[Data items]
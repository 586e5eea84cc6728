use anyhow::Context;
use clap::*;
use std::io::Write;

use maftc::{MafReader, PinchRecorder};

// Create clap subcommand arguments
pub fn make_subcommand() -> Command {
    Command::new("stat")
        .about("Block and pinch statistics of MAF files")
        .after_help(
            r###"
Plans every block and reports, per block, how much pinching the closure
would issue. No thread set is built; pinch operations are only counted.

Notes:
* Supports both plain text and gzipped (.gz) files
* Reads from stdin if input file is 'stdin'
* --detail adds one line per row with its range and gap count

Examples:
1. Per-block statistics:
   maftc stat tests/maf/example.maf

2. Include per-row detail lines:
   maftc stat tests/maf/example.maf --detail

"###,
        )
        .arg(
            Arg::new("infiles")
                .required(true)
                .num_args(1..)
                .index(1)
                .help("Input MAF file(s) to process"),
        )
        .arg(
            Arg::new("detail")
                .long("detail")
                .action(ArgAction::SetTrue)
                .help("Add one line per row with its range and gap count"),
        )
        .arg(
            Arg::new("outfile")
                .long("outfile")
                .short('o')
                .num_args(1)
                .default_value("stdout")
                .help("Output filename. [stdout] for screen"),
        )
}

// command implementation
pub fn execute(args: &ArgMatches) -> anyhow::Result<()> {
    //----------------------------
    // Args
    //----------------------------
    let mut writer = maftc::writer(args.get_one::<String>("outfile").unwrap());
    let is_detail = args.get_flag("detail");

    //----------------------------
    // Ops
    //----------------------------
    writer.write_all("#block\trows\tcols\tgaps\tsegments\tpinches\tpinched_bases\n".as_ref())?;

    let mut index = 0;
    for infile in args.get_many::<String>("infiles").unwrap() {
        for ali in MafReader::new(maftc::reader(infile)) {
            let ali = ali.with_context(|| format!("reading {}", infile))?;

            let segments = maftc::plan_block(&ali).with_context(|| format!("block #{}", index))?;
            let mut recorder = PinchRecorder::default();
            maftc::issue_pinches(&ali, &segments, &mut recorder)
                .with_context(|| format!("block #{}", index))?;

            let gaps: usize = ali.components.iter().map(|c| c.gap_count()).sum();
            let pinched_bases: i64 = recorder.ops.iter().map(|op| op.length).sum();

            //----------------------------
            // Output
            //----------------------------
            writer.write_all(
                format!(
                    "{}\t{}\t{}\t{}\t{}\t{}\t{}\n",
                    index,
                    ali.num_rows(),
                    ali.num_cols(),
                    gaps,
                    segments.len(),
                    recorder.ops.len(),
                    pinched_bases
                )
                .as_ref(),
            )?;

            if is_detail {
                for comp in &ali.components {
                    let start = comp.positive_start();
                    let mut rg = intspan::Range::from(
                        &comp.src,
                        (start + 1) as i32,
                        (start + comp.size) as i32,
                    );
                    *rg.strand_mut() = comp.strand.to_string();
                    writer.write_all(
                        format!("# {}\tgaps={}\n", rg, comp.gap_count()).as_ref(),
                    )?;
                }
            }

            index += 1;
        }
    }

    Ok(())
}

-- Your objective --
Set down nothing but the lines from the one with "let ali = ali.with_context(||" through the end of the records, keeping each line exactly as written and including both ends.

-- Answer box --
            let ali = ali.with_context(|| format!("reading {}", infile))?;

            let segments = maftc::plan_block(&ali).with_context(|| format!("block #{}", index))?;
            let mut recorder = PinchRecorder::default();
            maftc::issue_pinches(&ali, &segments, &mut recorder)
                .with_context(|| format!("block #{}", index))?;

            let gaps: usize = ali.components.iter().map(|c| c.gap_count()).sum();
            let pinched_bases: i64 = recorder.ops.iter().map(|op| op.length).sum();

            //----------------------------
            // Output
            //----------------------------
            writer.write_all(
                format!(
                    "{}\t{}\t{}\t{}\t{}\t{}\t{}\n",
                    index,
                    ali.num_rows(),
                    ali.num_cols(),
                    gaps,
                    segments.len(),
                    recorder.ops.len(),
                    pinched_bases
                )
                .as_ref(),
            )?;

            if is_detail {
                for comp in &ali.components {
                    let start = comp.positive_start();
                    let mut rg = intspan::Range::from(
                        &comp.src,
                        (start + 1) as i32,
                        (start + comp.size) as i32,
                    );
                    *rg.strand_mut() = comp.strand.to_string();
                    writer.write_all(
                        format!("# {}\tgaps={}\n", rg, comp.gap_count()).as_ref(),
                    )?;
                }
            }

            index += 1;
        }
    }

    Ok(())
}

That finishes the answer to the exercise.